Every year by July 15th the annual cicadas come out in Pittsburgh, a convenient marker of summer’s midpoint.   Some people call them dog-day cicadas because they appear in July. 

Cicadas are harmless insects who live most of their lives underground, emerging as winged adults for a brief time to mate and die.  As soon as they emerge they climb a tree and molt their exoskeleton.  When I was a kid my brother and I used to collect the shells: me to examine them, he to place them in unlikely places – like on my back – as a surprise. 

Most cicadas live 2-5 years underground but part of the population matures every year so they look “annual” to us.  This is in stark contrast to the periodic cicadas whose entire brood emerges every 17 years, swamping the area with millions of bugs.  The last time I saw this phenomenon was in Beaver County in 2002.   I’m happy to see a few cicadas but that many bugs was like an insect horror flick. 

The cicada’s buzz is the male’s way of attracting a mate.  He’s specially equipped with timbals on the sides of his abdomen that make clicking sounds when they expand and contract and his abdomen is partly hollow to amplify the sound.  He vibrates the timbals incredibly fast – and it’s loud.  The noise gives away his location.  That’s good for finding a mate but bad for avoiding predators. 

And that’s the bird connection here.  Many birds eat cicadas.  The 17th year brood is probably a feast for birds but at other times they have to work hard to catch them.  I’ve seen house sparrows chase them down and beat them up until they stop moving.  The bugs are as big as a house sparrow’s head – a rather evenly matched battle. 

For some reason I’ve never paid attention to the point when cicadas disappear.  I wonder if they’re gone when the Dog Days end in September.

(photo by Chuck Tague of an annual cicada on a Swamp Thistle)

4 thoughts on “Seasonal Indicators

  1. I too have a brother who would torment me with the cicadas. How I always dreaded their sound because that meant summer would soon be over.
    I had the day off yesterday and saw an unusal bird at my feeder outside my window. It looked like a cardinal but had a completely black head and the body looked redder than the male cardinal. It was also quite a bit larger. I tried an internet search and one post said it is a cardinal that had a parasite that caused the feathers to change. Do you know of this? I would very much like to know. I am not handy with a camera when it comes to photographing birds but if I see it again I will try to get a picture.

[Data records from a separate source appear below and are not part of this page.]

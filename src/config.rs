//! Configuration for Gibson
//!
//! Centralized configuration with the server's defaults, plus a parser for
//! the classic `key value` configuration file format:
//!
//! ```text
//! # gibson.conf
//! address     127.0.0.1
//! port        10128
//! max_memory  128m
//! gc_ratio    10m
//! ```
//!
//! Size values accept `k`/`m`/`g` suffixes (powers of 1024) and time values
//! accept `s`/`m`/`h`/`d` suffixes. Unknown keys are logged and skipped so
//! that a newer configuration file still loads on an older server.

use std::path::{Path, PathBuf};

use crate::error::{GibsonError, Result};

/// Main configuration for a Gibson server instance
#[derive(Debug, Clone)]
pub struct Config {
    // -------------------------------------------------------------------------
    // Transport
    // -------------------------------------------------------------------------
    /// If set, listen on this Unix domain socket path instead of TCP
    pub unix_socket: Option<PathBuf>,

    /// TCP bind address
    pub address: String,

    /// TCP port
    pub port: u16,

    // -------------------------------------------------------------------------
    // Client limits
    // -------------------------------------------------------------------------
    /// Seconds a client may stay silent before it is dropped
    pub max_idletime: u64,

    /// Hard cap on concurrent connections
    pub max_clients: usize,

    /// Max size in bytes of a single request frame
    pub max_request_size: usize,

    /// Max size in bytes of a single reply frame
    pub max_response_size: usize,

    // -------------------------------------------------------------------------
    // Data limits
    // -------------------------------------------------------------------------
    /// Max key length in bytes
    pub max_key_size: usize,

    /// Max value length in bytes
    pub max_value_size: usize,

    /// Memory budget in bytes; exceeding it triggers pressure eviction
    pub max_memory: usize,

    /// Upper bound in seconds for any item TTL
    pub max_item_ttl: u64,

    /// Minimum value size in bytes before LZF compression is attempted
    pub compression: usize,

    // -------------------------------------------------------------------------
    // Maintenance
    // -------------------------------------------------------------------------
    /// Maintenance cron tick in milliseconds
    pub cron_period: u64,

    /// Idle age in seconds after which an item is eligible for pressure
    /// eviction
    pub gc_ratio: u64,

    // -------------------------------------------------------------------------
    // Process lifecycle (recognized and carried; handled by the environment)
    // -------------------------------------------------------------------------
    /// Log verbosity: "debug", "info", "warn" or "error"
    pub loglevel: String,

    /// Log file path, if any (stdout otherwise)
    pub logfile: Option<PathBuf>,

    /// Pid file path, if any
    pub pidfile: Option<PathBuf>,

    /// Whether the launcher should daemonize the process
    pub daemonize: bool,
}

impl Default for Config {
    fn default() -> Self {
        Self {
            unix_socket: None,
            address: "127.0.0.1".to_string(),
            port: 10128,
            max_idletime: 30,
            max_clients: 255,
            max_request_size: 10 * 1024 * 1024,
            max_response_size: 25 * 1024 * 1024,
            max_key_size: 8 * 1024,
            max_value_size: 1024 * 1024,
            max_memory: 128 * 1024 * 1024,
            max_item_ttl: 30 * 24 * 3600,
            compression: 4 * 1024,
            cron_period: 100,
            gc_ratio: 600,
            loglevel: "info".to_string(),
            logfile: None,
            pidfile: None,
            daemonize: false,
        }
    }
}

impl Config {
    /// Loads a configuration file, starting from the defaults.
    ///
    /// Lines are `key value` pairs; `#` starts a comment and blank lines are
    /// ignored. Unknown keys are skipped with a warning.
    pub fn from_file(path: impl AsRef<Path>) -> Result<Self> {
        let contents = std::fs::read_to_string(path.as_ref())?;
        Self::from_str(&contents)
    }

    /// Parses configuration file contents. See [`Config::from_file`].
    #[allow(clippy::should_implement_trait)]
    pub fn from_str(contents: &str) -> Result<Self> {
        let mut config = Config::default();

        for (lineno, line) in contents.lines().enumerate() {
            let line = line.trim();
            if line.is_empty() || line.starts_with('#') {
                continue;
            }

            let (key, value) = match line.split_once(char::is_whitespace) {
                Some((k, v)) => (k.trim(), v.trim()),
                None => {
                    return Err(GibsonError::Config(format!(
                        "line {}: expected 'key value', got '{}'",
                        lineno + 1,
                        line
                    )))
                }
            };

            config.apply(key, value, lineno + 1)?;
        }

        Ok(config)
    }

    fn apply(&mut self, key: &str, value: &str, lineno: usize) -> Result<()> {
        let bad = |what: &str| {
            GibsonError::Config(format!("line {}: invalid {} '{}'", lineno, what, value))
        };

        match key {
            "unix_socket" => self.unix_socket = Some(PathBuf::from(value)),
            "address" => self.address = value.to_string(),
            "port" => self.port = value.parse().map_err(|_| bad("port"))?,
            "max_idletime" => self.max_idletime = parse_time(value).ok_or_else(|| bad("time"))?,
            "max_clients" => self.max_clients = value.parse().map_err(|_| bad("count"))?,
            "max_request_size" => {
                self.max_request_size = parse_size(value).ok_or_else(|| bad("size"))?
            }
            "max_response_size" => {
                self.max_response_size = parse_size(value).ok_or_else(|| bad("size"))?
            }
            "max_key_size" => self.max_key_size = parse_size(value).ok_or_else(|| bad("size"))?,
            "max_value_size" => {
                self.max_value_size = parse_size(value).ok_or_else(|| bad("size"))?
            }
            "max_memory" => self.max_memory = parse_size(value).ok_or_else(|| bad("size"))?,
            "max_item_ttl" => self.max_item_ttl = parse_time(value).ok_or_else(|| bad("time"))?,
            "compression" => self.compression = parse_size(value).ok_or_else(|| bad("size"))?,
            "cron_period" => self.cron_period = value.parse().map_err(|_| bad("period"))?,
            "gc_ratio" => self.gc_ratio = parse_time(value).ok_or_else(|| bad("time"))?,
            "loglevel" => self.loglevel = value.to_string(),
            "logfile" => self.logfile = Some(PathBuf::from(value)),
            "pidfile" => self.pidfile = Some(PathBuf::from(value)),
            "daemonize" => self.daemonize = matches!(value, "1" | "yes" | "true"),
            // logflushrate shaped the C logger's buffering; the tracing
            // subscriber flushes on its own
            "logflushrate" => {}
            _ => {
                tracing::warn!(key = key, line = lineno, "Unknown configuration key, skipping");
            }
        }

        Ok(())
    }

    /// Returns the TCP bind address as `host:port`.
    pub fn bind_address(&self) -> String {
        format!("{}:{}", self.address, self.port)
    }
}

/// Parses a byte size with an optional `k`/`m`/`g` suffix (powers of 1024).
pub fn parse_size(s: &str) -> Option<usize> {
    let s = s.trim();
    let (digits, mult) = match s.as_bytes().last()? {
        b'k' | b'K' => (&s[..s.len() - 1], 1024),
        b'm' | b'M' => (&s[..s.len() - 1], 1024 * 1024),
        b'g' | b'G' => (&s[..s.len() - 1], 1024 * 1024 * 1024),
        _ => (s, 1),
    };
    digits.trim().parse::<usize>().ok()?.checked_mul(mult)
}

/// Parses a time span in seconds with an optional `s`/`m`/`h`/`d` suffix.
pub fn parse_time(s: &str) -> Option<u64> {
    let s = s.trim();
    let (digits, mult) = match s.as_bytes().last()? {
        b's' | b'S' => (&s[..s.len() - 1], 1),
        b'm' | b'M' => (&s[..s.len() - 1], 60),
        b'h' | b'H' => (&s[..s.len() - 1], 3600),
        b'd' | b'D' => (&s[..s.len() - 1], 86400),
        _ => (s, 1),
    };
    digits.trim().parse::<u64>().ok()?.checked_mul(mult)
}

  2. No, it really does not look like what I saw. I keep hoping the bird will come back so I can get a closer look or try to photograph it. It looked like the head was covered in black feathers. Thank you for the response and the interesting link.

  3. I spent a weekend in the summer of 2002 camping with friends in Raccoon Creek State Park; the constant cicada noise all day made it sound as though there were UFOs taking off all around us! I’m glad the periodic broods take long breaks between emergences – even if it means the birds don’t have as many of them to feed on.